*** Recorded data ***

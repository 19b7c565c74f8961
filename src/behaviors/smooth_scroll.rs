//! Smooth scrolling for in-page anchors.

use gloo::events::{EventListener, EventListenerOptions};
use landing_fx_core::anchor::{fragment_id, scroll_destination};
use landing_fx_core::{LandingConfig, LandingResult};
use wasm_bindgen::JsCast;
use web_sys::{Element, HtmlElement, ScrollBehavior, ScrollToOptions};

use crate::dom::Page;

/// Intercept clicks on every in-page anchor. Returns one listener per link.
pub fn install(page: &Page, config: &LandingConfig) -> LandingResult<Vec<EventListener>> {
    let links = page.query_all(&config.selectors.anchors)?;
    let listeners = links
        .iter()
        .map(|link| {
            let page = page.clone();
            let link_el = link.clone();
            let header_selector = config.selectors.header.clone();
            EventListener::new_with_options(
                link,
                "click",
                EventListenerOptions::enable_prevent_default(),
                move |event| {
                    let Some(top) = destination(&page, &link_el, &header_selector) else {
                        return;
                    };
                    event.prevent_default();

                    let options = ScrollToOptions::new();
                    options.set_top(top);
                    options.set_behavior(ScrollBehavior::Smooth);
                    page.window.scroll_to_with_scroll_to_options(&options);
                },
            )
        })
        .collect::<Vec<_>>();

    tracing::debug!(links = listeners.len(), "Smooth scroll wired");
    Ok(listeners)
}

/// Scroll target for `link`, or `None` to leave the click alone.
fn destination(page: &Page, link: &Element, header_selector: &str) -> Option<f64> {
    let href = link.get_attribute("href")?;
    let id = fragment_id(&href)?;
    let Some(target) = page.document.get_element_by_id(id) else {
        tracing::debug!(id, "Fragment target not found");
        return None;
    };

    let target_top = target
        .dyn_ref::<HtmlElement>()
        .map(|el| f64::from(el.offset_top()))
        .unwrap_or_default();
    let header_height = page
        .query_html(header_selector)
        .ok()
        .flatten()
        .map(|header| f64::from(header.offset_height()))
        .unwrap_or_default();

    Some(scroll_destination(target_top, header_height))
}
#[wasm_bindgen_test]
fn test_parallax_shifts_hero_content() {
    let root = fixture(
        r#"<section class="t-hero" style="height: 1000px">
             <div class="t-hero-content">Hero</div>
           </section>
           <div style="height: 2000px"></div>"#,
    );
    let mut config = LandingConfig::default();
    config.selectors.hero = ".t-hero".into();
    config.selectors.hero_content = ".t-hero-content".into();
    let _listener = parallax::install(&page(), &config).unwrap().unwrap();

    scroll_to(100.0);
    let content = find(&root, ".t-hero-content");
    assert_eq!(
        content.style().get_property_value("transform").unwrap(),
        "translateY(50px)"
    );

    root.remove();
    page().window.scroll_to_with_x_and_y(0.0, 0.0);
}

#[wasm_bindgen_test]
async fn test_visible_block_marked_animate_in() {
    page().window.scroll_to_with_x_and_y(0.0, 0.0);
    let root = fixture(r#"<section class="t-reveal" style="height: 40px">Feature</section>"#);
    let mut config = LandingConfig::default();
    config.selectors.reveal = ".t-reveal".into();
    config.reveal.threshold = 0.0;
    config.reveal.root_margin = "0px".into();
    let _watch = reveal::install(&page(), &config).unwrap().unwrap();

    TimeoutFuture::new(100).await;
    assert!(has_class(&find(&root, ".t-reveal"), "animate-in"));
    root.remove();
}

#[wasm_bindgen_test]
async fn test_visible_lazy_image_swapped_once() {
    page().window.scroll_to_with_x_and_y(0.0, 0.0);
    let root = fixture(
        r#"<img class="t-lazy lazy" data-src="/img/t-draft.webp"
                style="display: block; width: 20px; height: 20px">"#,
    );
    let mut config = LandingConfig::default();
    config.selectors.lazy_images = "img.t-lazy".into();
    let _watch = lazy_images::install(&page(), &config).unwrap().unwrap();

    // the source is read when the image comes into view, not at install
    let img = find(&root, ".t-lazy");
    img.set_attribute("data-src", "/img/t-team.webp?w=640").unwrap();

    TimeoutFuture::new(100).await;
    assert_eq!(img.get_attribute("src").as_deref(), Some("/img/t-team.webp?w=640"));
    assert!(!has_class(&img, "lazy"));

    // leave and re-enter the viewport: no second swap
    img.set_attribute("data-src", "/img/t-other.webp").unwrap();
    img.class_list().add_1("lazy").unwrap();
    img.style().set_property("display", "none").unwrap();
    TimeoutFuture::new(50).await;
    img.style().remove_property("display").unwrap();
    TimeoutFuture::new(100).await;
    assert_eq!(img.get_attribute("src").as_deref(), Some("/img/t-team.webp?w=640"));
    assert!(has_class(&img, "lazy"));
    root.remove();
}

*** End of Recorded data ***
*** Recorded data ***

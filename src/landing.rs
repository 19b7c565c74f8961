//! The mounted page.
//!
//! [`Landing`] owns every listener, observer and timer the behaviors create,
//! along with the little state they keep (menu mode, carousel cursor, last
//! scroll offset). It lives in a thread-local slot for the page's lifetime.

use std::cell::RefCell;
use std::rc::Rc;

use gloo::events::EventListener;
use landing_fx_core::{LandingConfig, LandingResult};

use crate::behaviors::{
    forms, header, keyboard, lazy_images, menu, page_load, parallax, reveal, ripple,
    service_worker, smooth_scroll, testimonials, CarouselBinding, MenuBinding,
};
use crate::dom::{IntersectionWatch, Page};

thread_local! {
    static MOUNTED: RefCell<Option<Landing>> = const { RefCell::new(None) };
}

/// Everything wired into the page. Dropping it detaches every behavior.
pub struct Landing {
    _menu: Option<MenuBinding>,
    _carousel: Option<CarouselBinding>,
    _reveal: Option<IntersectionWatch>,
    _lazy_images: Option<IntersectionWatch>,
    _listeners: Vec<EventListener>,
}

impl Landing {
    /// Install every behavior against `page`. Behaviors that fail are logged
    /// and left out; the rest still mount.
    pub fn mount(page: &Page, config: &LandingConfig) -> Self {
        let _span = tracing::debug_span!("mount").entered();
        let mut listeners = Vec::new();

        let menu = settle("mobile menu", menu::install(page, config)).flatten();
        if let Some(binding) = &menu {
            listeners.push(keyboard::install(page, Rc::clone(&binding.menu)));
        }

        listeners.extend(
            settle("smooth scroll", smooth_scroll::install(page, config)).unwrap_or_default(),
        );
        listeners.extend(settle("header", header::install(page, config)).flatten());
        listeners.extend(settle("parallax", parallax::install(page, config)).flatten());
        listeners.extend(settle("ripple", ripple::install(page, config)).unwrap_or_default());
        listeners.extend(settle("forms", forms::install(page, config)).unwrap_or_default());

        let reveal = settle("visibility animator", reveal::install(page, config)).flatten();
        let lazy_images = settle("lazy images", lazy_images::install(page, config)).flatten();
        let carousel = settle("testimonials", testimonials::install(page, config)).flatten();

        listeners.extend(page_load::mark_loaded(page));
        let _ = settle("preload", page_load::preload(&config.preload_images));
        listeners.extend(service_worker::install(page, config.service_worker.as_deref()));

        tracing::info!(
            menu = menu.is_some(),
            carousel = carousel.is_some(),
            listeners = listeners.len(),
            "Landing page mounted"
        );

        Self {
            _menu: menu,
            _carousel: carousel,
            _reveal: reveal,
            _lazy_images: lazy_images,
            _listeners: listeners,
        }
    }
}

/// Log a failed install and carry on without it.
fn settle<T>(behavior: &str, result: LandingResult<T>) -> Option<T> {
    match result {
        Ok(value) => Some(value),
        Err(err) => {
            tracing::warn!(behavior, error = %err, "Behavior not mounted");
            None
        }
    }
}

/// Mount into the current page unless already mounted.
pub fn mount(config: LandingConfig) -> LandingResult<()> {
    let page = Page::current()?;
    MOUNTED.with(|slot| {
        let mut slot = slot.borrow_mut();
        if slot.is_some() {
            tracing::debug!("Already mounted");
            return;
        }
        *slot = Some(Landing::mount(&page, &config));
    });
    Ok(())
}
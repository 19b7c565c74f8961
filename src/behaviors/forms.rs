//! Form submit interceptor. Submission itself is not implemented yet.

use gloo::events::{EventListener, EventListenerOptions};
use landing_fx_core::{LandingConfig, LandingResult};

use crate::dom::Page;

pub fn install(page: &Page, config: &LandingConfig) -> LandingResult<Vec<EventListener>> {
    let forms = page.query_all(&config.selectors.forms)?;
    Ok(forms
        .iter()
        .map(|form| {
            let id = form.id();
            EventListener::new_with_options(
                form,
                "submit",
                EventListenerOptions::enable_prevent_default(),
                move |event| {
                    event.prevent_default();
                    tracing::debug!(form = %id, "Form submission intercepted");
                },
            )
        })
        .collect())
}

*** End of Recorded data ***
*** Recorded data ***

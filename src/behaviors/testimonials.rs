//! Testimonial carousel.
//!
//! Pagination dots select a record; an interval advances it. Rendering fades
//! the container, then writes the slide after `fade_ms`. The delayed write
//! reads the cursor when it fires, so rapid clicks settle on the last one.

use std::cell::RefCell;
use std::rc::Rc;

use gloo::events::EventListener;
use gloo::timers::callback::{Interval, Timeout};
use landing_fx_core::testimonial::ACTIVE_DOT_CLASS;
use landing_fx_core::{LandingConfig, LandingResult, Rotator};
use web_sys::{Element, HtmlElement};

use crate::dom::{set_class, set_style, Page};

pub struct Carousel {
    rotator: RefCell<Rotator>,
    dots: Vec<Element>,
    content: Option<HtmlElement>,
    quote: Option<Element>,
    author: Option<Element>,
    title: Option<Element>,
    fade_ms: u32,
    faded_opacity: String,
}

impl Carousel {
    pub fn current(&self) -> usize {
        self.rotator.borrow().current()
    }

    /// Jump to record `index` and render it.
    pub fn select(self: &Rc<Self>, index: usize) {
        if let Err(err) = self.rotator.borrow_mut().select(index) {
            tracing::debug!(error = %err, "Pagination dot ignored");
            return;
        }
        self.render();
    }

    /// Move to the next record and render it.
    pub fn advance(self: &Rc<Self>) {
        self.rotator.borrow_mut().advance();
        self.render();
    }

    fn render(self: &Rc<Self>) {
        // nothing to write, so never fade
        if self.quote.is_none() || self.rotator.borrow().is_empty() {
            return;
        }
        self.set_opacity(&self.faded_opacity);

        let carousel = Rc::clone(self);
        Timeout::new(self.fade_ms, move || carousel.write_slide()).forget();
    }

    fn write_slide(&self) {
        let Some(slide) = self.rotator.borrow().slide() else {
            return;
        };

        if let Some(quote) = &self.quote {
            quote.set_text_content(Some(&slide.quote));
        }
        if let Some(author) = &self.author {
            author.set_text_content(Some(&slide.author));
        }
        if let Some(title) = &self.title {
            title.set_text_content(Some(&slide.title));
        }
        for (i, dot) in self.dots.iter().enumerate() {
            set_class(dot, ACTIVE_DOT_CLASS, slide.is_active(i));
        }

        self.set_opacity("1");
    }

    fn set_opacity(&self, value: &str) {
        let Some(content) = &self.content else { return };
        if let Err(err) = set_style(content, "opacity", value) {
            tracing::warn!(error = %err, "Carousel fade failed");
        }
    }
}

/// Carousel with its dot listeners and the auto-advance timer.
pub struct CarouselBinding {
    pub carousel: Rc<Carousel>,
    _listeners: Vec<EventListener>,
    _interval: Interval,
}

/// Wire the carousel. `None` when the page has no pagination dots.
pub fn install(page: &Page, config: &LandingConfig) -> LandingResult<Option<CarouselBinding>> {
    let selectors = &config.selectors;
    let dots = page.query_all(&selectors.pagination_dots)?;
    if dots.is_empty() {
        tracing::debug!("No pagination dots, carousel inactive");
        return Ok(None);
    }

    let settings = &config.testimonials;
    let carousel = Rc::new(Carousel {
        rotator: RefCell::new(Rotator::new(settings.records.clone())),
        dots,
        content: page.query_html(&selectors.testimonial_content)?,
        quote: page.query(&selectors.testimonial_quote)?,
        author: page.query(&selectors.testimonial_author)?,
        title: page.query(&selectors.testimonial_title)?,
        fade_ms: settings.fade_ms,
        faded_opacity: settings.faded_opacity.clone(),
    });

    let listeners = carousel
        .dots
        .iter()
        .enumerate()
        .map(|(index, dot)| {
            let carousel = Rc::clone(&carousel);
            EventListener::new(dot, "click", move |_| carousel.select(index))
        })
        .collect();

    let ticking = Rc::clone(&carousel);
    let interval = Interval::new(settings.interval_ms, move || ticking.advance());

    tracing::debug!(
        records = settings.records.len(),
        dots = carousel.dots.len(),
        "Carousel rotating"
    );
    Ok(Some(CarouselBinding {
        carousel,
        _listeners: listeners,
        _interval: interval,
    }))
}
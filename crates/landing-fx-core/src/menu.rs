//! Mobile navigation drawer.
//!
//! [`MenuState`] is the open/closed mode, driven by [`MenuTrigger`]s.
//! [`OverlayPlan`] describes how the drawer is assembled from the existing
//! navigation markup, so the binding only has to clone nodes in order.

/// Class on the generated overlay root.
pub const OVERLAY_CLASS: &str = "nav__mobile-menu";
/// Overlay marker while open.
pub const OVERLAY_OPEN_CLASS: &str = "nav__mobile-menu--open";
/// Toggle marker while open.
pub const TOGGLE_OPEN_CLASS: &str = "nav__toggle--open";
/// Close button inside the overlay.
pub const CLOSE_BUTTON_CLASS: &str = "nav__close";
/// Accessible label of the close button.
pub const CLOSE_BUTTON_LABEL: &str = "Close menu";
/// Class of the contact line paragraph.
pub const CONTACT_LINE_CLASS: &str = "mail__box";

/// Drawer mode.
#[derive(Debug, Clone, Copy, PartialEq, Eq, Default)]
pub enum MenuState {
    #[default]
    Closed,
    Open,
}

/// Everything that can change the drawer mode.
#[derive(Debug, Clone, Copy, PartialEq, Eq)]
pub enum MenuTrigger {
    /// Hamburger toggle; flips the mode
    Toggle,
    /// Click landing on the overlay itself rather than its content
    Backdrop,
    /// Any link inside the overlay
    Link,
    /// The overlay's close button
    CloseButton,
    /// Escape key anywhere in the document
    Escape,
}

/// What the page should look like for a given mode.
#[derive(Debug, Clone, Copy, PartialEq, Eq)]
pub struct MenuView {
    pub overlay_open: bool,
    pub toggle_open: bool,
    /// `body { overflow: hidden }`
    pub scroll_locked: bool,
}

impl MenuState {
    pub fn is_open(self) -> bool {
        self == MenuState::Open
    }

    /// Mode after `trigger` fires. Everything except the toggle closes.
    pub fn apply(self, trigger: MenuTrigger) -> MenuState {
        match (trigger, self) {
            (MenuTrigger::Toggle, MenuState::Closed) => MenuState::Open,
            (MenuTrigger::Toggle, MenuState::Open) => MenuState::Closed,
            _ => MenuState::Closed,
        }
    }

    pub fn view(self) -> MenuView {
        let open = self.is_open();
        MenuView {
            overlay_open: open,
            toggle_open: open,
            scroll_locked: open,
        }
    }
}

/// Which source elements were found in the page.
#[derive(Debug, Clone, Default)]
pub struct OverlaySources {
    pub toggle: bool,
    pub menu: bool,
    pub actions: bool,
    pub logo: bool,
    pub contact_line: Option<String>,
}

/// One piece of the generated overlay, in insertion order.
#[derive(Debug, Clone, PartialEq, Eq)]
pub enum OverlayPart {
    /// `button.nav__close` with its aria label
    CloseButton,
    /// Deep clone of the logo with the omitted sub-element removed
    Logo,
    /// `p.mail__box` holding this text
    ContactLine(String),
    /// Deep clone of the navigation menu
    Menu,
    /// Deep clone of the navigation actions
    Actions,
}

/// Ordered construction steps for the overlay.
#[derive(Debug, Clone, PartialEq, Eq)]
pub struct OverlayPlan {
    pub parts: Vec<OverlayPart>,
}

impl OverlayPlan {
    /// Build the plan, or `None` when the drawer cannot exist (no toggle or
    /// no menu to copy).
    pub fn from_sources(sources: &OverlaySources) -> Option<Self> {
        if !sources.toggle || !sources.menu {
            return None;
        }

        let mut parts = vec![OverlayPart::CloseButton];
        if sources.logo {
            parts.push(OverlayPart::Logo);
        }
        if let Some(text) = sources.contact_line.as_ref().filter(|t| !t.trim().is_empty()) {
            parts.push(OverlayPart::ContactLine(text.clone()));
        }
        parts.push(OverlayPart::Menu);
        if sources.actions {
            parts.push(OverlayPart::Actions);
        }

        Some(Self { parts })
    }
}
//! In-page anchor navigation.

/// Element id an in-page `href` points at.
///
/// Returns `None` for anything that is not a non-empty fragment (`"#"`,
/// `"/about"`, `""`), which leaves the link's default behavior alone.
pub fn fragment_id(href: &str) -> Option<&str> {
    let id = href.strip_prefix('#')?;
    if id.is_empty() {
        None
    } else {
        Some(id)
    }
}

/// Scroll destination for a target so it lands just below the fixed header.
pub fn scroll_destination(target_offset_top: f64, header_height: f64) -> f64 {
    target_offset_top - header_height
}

*** End of Recorded data ***

Exercise details:
Throughout the material above, count each line holding "warn" and answer with the total alone.

Reply to the exercise:
2